//! Dynamic Uniform Buffer
//!
//! Per-frame uniform storage: every draw gets one 256-aligned slot holding
//! its projection matrix, model matrix, and colour, packed CPU-side during
//! command recording and uploaded with a single `queue.write_buffer` before
//! the pass begins. Draws bind the shared bind group with their slot's
//! dynamic offset. The buffer grows geometrically and is recreated (along
//! with its bind group) only on growth or device replacement.

use crate::resources::shader::UNIFORM_BLOCK_SIZE;

/// Dynamic-offset alignment required for uniform buffers.
const UNIFORM_ALIGNMENT: u64 = 256;

/// Grow-only per-frame uniform arena.
pub struct DynamicUniformBuffer {
    data: Vec<u8>,
    buffer: Option<wgpu::Buffer>,
    bind_group: Option<wgpu::BindGroup>,
    capacity: u64,
}

impl Default for DynamicUniformBuffer {
    fn default() -> Self {
        Self::new()
    }
}

impl DynamicUniformBuffer {
    #[must_use]
    pub fn new() -> Self {
        Self {
            data: Vec::new(),
            buffer: None,
            bind_group: None,
            capacity: 0,
        }
    }

    /// Discards the previous frame's slots; GPU resources are retained.
    pub fn begin_frame(&mut self) {
        self.data.clear();
    }

    /// Appends one uniform slot and returns its dynamic offset. `bytes`
    /// must not exceed the uniform block size.
    pub fn push(&mut self, bytes: &[u8]) -> u32 {
        debug_assert!(bytes.len() as u64 <= UNIFORM_BLOCK_SIZE);
        let offset = self.data.len() as u32;
        self.data.extend_from_slice(bytes);
        let padded = (self.data.len() as u64).div_ceil(UNIFORM_ALIGNMENT) * UNIFORM_ALIGNMENT;
        self.data.resize(padded as usize, 0);
        offset
    }

    /// Number of slots packed this frame.
    #[must_use]
    pub fn slot_count(&self) -> usize {
        self.data.len() / UNIFORM_ALIGNMENT as usize
    }

    /// Uploads the packed slots, growing the buffer (doubling) when the
    /// frame outgrew it. The bind group is rebuilt whenever the buffer is.
    pub fn upload(
        &mut self,
        device: &wgpu::Device,
        queue: &wgpu::Queue,
        layout: &wgpu::BindGroupLayout,
    ) {
        if self.data.is_empty() {
            return;
        }

        let required = self.data.len() as u64;
        if self.buffer.is_none() || required > self.capacity {
            let capacity = (self.capacity * 2).max(required).max(UNIFORM_ALIGNMENT * 16);
            let buffer = device.create_buffer(&wgpu::BufferDescriptor {
                label: Some("Frame Uniforms"),
                size: capacity,
                usage: wgpu::BufferUsages::UNIFORM | wgpu::BufferUsages::COPY_DST,
                mapped_at_creation: false,
            });
            self.bind_group = Some(Self::create_bind_group(device, layout, &buffer));
            self.buffer = Some(buffer);
            self.capacity = capacity;
        }

        if let Some(buffer) = &self.buffer {
            queue.write_buffer(buffer, 0, &self.data);
        }
    }

    /// The bind group draws bind at group 0 with their slot offset.
    /// `None` until the first upload.
    #[must_use]
    pub fn bind_group(&self) -> Option<&wgpu::BindGroup> {
        self.bind_group.as_ref()
    }

    /// Drops GPU resources (device loss or replacement); the next upload
    /// recreates them.
    pub fn invalidate(&mut self) {
        self.buffer = None;
        self.bind_group = None;
        self.capacity = 0;
    }

    fn create_bind_group(
        device: &wgpu::Device,
        layout: &wgpu::BindGroupLayout,
        buffer: &wgpu::Buffer,
    ) -> wgpu::BindGroup {
        device.create_bind_group(&wgpu::BindGroupDescriptor {
            label: Some("Frame Uniforms BindGroup"),
            layout,
            entries: &[wgpu::BindGroupEntry {
                binding: 0,
                resource: wgpu::BindingResource::Buffer(wgpu::BufferBinding {
                    buffer,
                    offset: 0,
                    size: wgpu::BufferSize::new(UNIFORM_BLOCK_SIZE),
                }),
            }],
        })
    }
}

▸ **Problem to work on**
Go to the line with "per-frame uniform arena." in the entries above and repeat every line from there through the line with "debug_assert!(bytes.len() as u64", exactly and with no other text.

▸ **Task output**
/// Grow-only per-frame uniform arena.
pub struct DynamicUniformBuffer {
    data: Vec<u8>,
    buffer: Option<wgpu::Buffer>,
    bind_group: Option<wgpu::BindGroup>,
    capacity: u64,
}

impl Default for DynamicUniformBuffer {
    fn default() -> Self {
        Self::new()
    }
}

impl DynamicUniformBuffer {
    #[must_use]
    pub fn new() -> Self {
        Self {
            data: Vec::new(),
            buffer: None,
            bind_group: None,
            capacity: 0,
        }
    }

    /// Discards the previous frame's slots; GPU resources are retained.
    pub fn begin_frame(&mut self) {
        self.data.clear();
    }

    /// Appends one uniform slot and returns its dynamic offset. `bytes`
    /// must not exceed the uniform block size.
    pub fn push(&mut self, bytes: &[u8]) -> u32 {
        debug_assert!(bytes.len() as u64 <= UNIFORM_BLOCK_SIZE);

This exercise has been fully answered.